Shoby Abdi – Senior Growth Partner, Altimetrik, Inc. Shoby has been in the Salesforce ecosystem over 18 years, in a number of different roles.
Learn more:
Transcript
Alright. Cool. I'm gonna get started.
Alright. Man, those lights are bright. Alright. Hi, everybody. Is everybody here at the correct space?
I guess we'll find out eventually. Alright. So, really quickly, so my name is Shobi Abdi. Man, that's really blurry.
So I'm a senior growth partner at a company called Altametric.
Before I did that, I was on the Salesforce architects and man, those lights are really bright. They're killing me. Salesforce architects and well architected team at Salesforce. Did that for about three and a half, four years.
Has been a principal architecture evangelist. Now, basically, I do all things Gen AI. Right? So I'm having a pretty good time doing it for the last three months.
So what do we mean when we talk about Gen AI, DevOps? Right? Who's heard about Gen AI, DevOps so far?
God, you guys are at a DevOps conference. That's freaking me out a little bit. Right? So, we talk about GenAI DevOps. Like, the way that I wanna articulate it is I'm gonna use the Jeff Bezos spectrum of maturity.

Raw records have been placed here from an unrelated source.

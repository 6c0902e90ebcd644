// =============================================================================
// Donchian Channel — rolling high/low envelope
// =============================================================================

use crate::market::klines::Kline;

/// (upper, middle, lower) channel series over `period` bars; middle is the
/// midpoint of the envelope.
pub fn donchian(klines: &[Kline], period: usize) -> (Vec<f64>, Vec<f64>, Vec<f64>) {
    if period == 0 || klines.len() < period {
        return (Vec::new(), Vec::new(), Vec::new());
    }
    let n = klines.len() - period + 1;
    let mut upper = Vec::with_capacity(n);
    let mut middle = Vec::with_capacity(n);
    let mut lower = Vec::with_capacity(n);
    for window in klines.windows(period) {
        let high = window.iter().map(|k| k.high).fold(f64::MIN, f64::max);
        let low = window.iter().map(|k| k.low).fold(f64::MAX, f64::min);
        upper.push(high);
        lower.push(low);
        middle.push((high + low) / 2.0);
    }
    (upper, middle, lower)
}
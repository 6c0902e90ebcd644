// =============================================================================
// Emergency Closer — single-flight flatten-everything worker
// =============================================================================
//
// Started by any of: operator command, network-offline escalation, the
// entire-account stop loss, or a strategy fatal. Only one worker runs at a
// time; duplicate dispatches while active are dropped.
//
// Each attempt cancels open orders per symbol, force-reads positions, and
// closes every live row hedge-aware: closePosition=true first (immune to
// filter edge cases), then an exact reduce-only market order, with the
// -2022 "ReduceOnly rejected" fallback going back to closePosition.
// Attempts repeat up to `max_attempts` with delay min(90 s, base * (i + 1)).
// =============================================================================

use std::sync::Arc;
use std::time::Duration;

use parking_lot::Mutex;
use tracing::{error, info, warn};

use crate::error::{ExchangeError, ExchangeResult};
use crate::events::{EmergencyEvent, EngineEvent, EventBus};
use crate::exchange::{ExchangeAdapter, NetworkSnapshot};
use crate::ledger::LegLedger;
use crate::market::positions::PositionView;
use crate::types::{epoch_secs, PositionSide, Side};

/// Offline escalation thresholds.
const OFFLINE_HITS_THRESHOLD: u32 = 4;
const OFFLINE_ELAPSED_THRESHOLD: f64 = 45.0;

const DEFAULT_MAX_ATTEMPTS: u32 = 12;
const DEFAULT_BASE_DELAY: f64 = 5.0;
const MAX_ATTEMPT_DELAY: f64 = 90.0;
/// Passes over the position list inside one attempt (partial fills shift
/// quantities under us).
const PASSES_PER_ATTEMPT: u32 = 3;

pub struct EmergencyCloser {
    active: Mutex<bool>,
    max_attempts: u32,
    base_delay: f64,
}

impl EmergencyCloser {
    pub fn new() -> Self {
        Self {
            active: Mutex::new(false),
            max_attempts: DEFAULT_MAX_ATTEMPTS,
            base_delay: DEFAULT_BASE_DELAY,
        }
    }

    #[cfg(test)]
    fn with_timings(max_attempts: u32, base_delay: f64) -> Self {
        Self {
            active: Mutex::new(false),
            max_attempts,
            base_delay,
        }
    }

    /// Spawn the close-all worker. Returns false when one is already
    /// running (single-flight).
    pub fn dispatch(
        self: &Arc<Self>,
        adapter: Arc<dyn ExchangeAdapter>,
        ledger: Arc<LegLedger>,
        view: Arc<PositionView>,
        bus: Arc<EventBus>,
        reason: String,
        source: String,
    ) -> bool {
        {
            let mut active = self.active.lock();
            if *active {
                return false;
            }
            *active = true;
        }
        warn!(reason, source, "emergency close dispatched");
        let closer = Arc::clone(self);
        tokio::spawn(async move {
            closer.run(adapter, ledger, view, bus, reason, source).await;
        });
        true
    }

    async fn run(
        &self,
        adapter: Arc<dyn ExchangeAdapter>,
        ledger: Arc<LegLedger>,
        view: Arc<PositionView>,
        bus: Arc<EventBus>,
        reason: String,
        source: String,
    ) {
        let requested_at = epoch_secs();
        bus.emit(EngineEvent::EmergencyStarted(EmergencyEvent {
            reason: reason.clone(),
            source: source.clone(),
            requested_at,
            completed_at: None,
            success: None,
            error: None,
        }));

        let mut last_error: Option<String> = None;
        let mut success = false;

        for attempt in 0..self.max_attempts {
            match self.close_all_once(adapter.as_ref()).await {
                Ok(true) => {
                    success = true;
                    break;
                }
                Ok(false) => {
                    last_error = Some("positions still open after attempt".to_string());
                }
                Err(err) => {
                    last_error = Some(err.to_string());
                    error!(attempt, error = %err, "emergency close attempt failed");
                }
            }
            let delay = (self.base_delay * (attempt + 1) as f64).min(MAX_ATTEMPT_DELAY);
            tokio::time::sleep(Duration::from_secs_f64(delay)).await;
        }

        if success {
            // Everything is flat on the exchange; the ledger must agree.
            for (key, _) in ledger.legs_with_qty(None) {
                ledger.drop_leg(&key);
            }
            view.invalidate();
            info!(reason, "emergency close completed; all positions flat");
        } else {
            error!(reason, error = ?last_error, "emergency close exhausted attempts");
        }

        bus.emit(EngineEvent::EmergencyCompleted(EmergencyEvent {
            reason,
            source,
            requested_at,
            completed_at: Some(epoch_secs()),
            success: Some(success),
            error: if success { None } else { last_error },
        }));

        *self.active.lock() = false;
    }

    /// One attempt: up to three passes over the live position list.
    /// Returns Ok(true) when the account reads flat.
    async fn close_all_once(&self, adapter: &dyn ExchangeAdapter) -> ExchangeResult<bool> {
        let dual = adapter.dual_side().await.unwrap_or(false);

        for _pass in 0..PASSES_PER_ATTEMPT {
            let live: Vec<_> = adapter
                .positions()
                .await?
                .into_iter()
                .filter(|p| !p.is_flat())
                .collect();
            if live.is_empty() {
                return Ok(true);
            }

            for pos in &live {
                let close_side = if pos.position_amt > 0.0 {
                    Side::Sell
                } else {
                    Side::Buy
                };
                let position_side: Option<PositionSide> = if dual {
                    Some(if pos.position_amt > 0.0 {
                        PositionSide::Long
                    } else {
                        PositionSide::Short
                    })
                } else {
                    None
                };

                if let Err(err) = adapter.cancel_all_orders(&pos.symbol).await {
                    warn!(symbol = %pos.symbol, error = %err, "cancel before close failed");
                }

                // closePosition first: immune to minQty/step edge cases.
                match adapter
                    .close_position_full(&pos.symbol, close_side, position_side)
                    .await
                {
                    Ok(_) => continue,
                    Err(err) => {
                        warn!(symbol = %pos.symbol, error = %err, "closePosition failed; trying exact close");
                    }
                }

                let qty = crate::exchange::filters::decimal_from_f64(pos.position_amt.abs());
                match adapter
                    .close_leg_exact(&pos.symbol, qty, close_side, position_side)
                    .await
                {
                    Ok(_) => {}
                    Err(ExchangeError::Client { code: -2022, .. }) => {
                        // ReduceOnly rejected: the closePosition path again.
                        adapter
                            .close_position_full(&pos.symbol, close_side, position_side)
                            .await?;
                    }
                    Err(err) => return Err(err),
                }
            }
        }

        let still_open = adapter
            .positions()
            .await?
            .into_iter()
            .any(|p| !p.is_flat());
        Ok(!still_open)
    }
}

impl Default for EmergencyCloser {
    fn default() -> Self {
        Self::new()
    }
}

impl std::fmt::Debug for EmergencyCloser {
    fn fmt(&self, f: &mut std::fmt::Formatter<'_>) -> std::fmt::Result {
        f.debug_struct("EmergencyCloser")
            .field("active", &*self.active.lock())
            .finish()
    }
}

// =============================================================================
// Network monitor
// =============================================================================

/// Evaluate the adapter's connectivity snapshot and dispatch the emergency
/// closer when the outage crosses the threshold. Returns true when a
/// dispatch happened on this call.
pub fn escalate_if_offline(
    closer: &Arc<EmergencyCloser>,
    adapter: &Arc<dyn ExchangeAdapter>,
    ledger: &Arc<LegLedger>,
    view: &Arc<PositionView>,
    bus: &Arc<EventBus>,
    snapshot: NetworkSnapshot,
    context: &str,
) -> bool {
    if !snapshot.offline || snapshot.emergency_dispatched {
        return false;
    }
    let elapsed = epoch_secs() - snapshot.offline_since;
    if snapshot.offline_hits < OFFLINE_HITS_THRESHOLD && elapsed < OFFLINE_ELAPSED_THRESHOLD {
        return false;
    }
    // At most one dispatch per offline interval.
    if !adapter.network().mark_emergency_dispatched() {
        return false;
    }
    closer.dispatch(
        Arc::clone(adapter),
        Arc::clone(ledger),
        Arc::clone(view),
        Arc::clone(bus),
        format!("network_offline:{context}"),
        "network_monitor".to_string(),
    )
}
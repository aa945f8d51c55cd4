use glam::{Quat, Vec3};

/// A value type a [`KeyframeTrack`](crate::animation::tracks::KeyframeTrack)
/// can blend between two keyframes.
pub trait Interpolatable: Copy + Clone + Sized {
    fn interpolate_linear(start: Self, end: Self, t: f32) -> Self;
}

impl Interpolatable for f32 {
    fn interpolate_linear(start: Self, end: Self, t: f32) -> Self {
        start + (end - start) * t
    }
}

impl Interpolatable for Vec3 {
    fn interpolate_linear(start: Self, end: Self, t: f32) -> Self {
        start.lerp(end, t)
    }
}

impl Interpolatable for Quat {
    fn interpolate_linear(start: Self, end: Self, t: f32) -> Self {
        start.slerp(end, t)
    }
}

So, here's the one thing about any kind of session I ever do. There's always audience participation so you will have to raise your hand and I will make you say things and I may call you out for whatever you say. But, who here has heard of the Jeff Bezos spectrum of maturity?
Thank god. I made it up. It's not really anything that Jeff Bezos has ever created. Right?
But what it essentially is is when you look at Jeff Bezos as a human being over time and how he's matured as a human being, it's pretty fascinating. Right? So when we talk about Gen AI DevOps, right, there's the early days of Gen AI DevOps. Right?
Basically, it's Jeff in a room. I want to sell books online. They're in bookstores right now but people should be able to order them and ship them. That's a quaint idea.
That level of Jeff Bezos is what I equate to today with using Gen AI with development. Right? And some of the tools that are out there today are GitHub Copilot. Anybody ever use GitHub Copilot at all or heard of it?
Alright. One hand. Or Agent Force for developers. Who here is using Agent Force for developers?
Okay. So, the one thing I will tell you is people often ask, well, how do I get into Agent Force? How do I learn Agent Force? How do I engage with Agent Force?
One of the simplest, dumbest, quickest ways to get in on it is Agent Force for developers. It's universal. It's unique. For those organizations that are really taking Gen AI seriously, one of the first use cases they're going after is Gen AI DevOps and Agent Force for developers is a fantastic tool including the flow capability that Adam Sims came out with, Right?
So, that's kind of what we're starting with, right? Then it's like, alright, you know, I've sold a lot of books online. I'm selling other things online now. I'm gonna buy a newspaper because why not?
I've created an ebook kind of thing called a Kindle. I'm trying to take you over the world a little bit. Right? This stage of Jeff is what I call GenAI with DevOps.
Now, what's a company that's utilizing GenAI with DevOps?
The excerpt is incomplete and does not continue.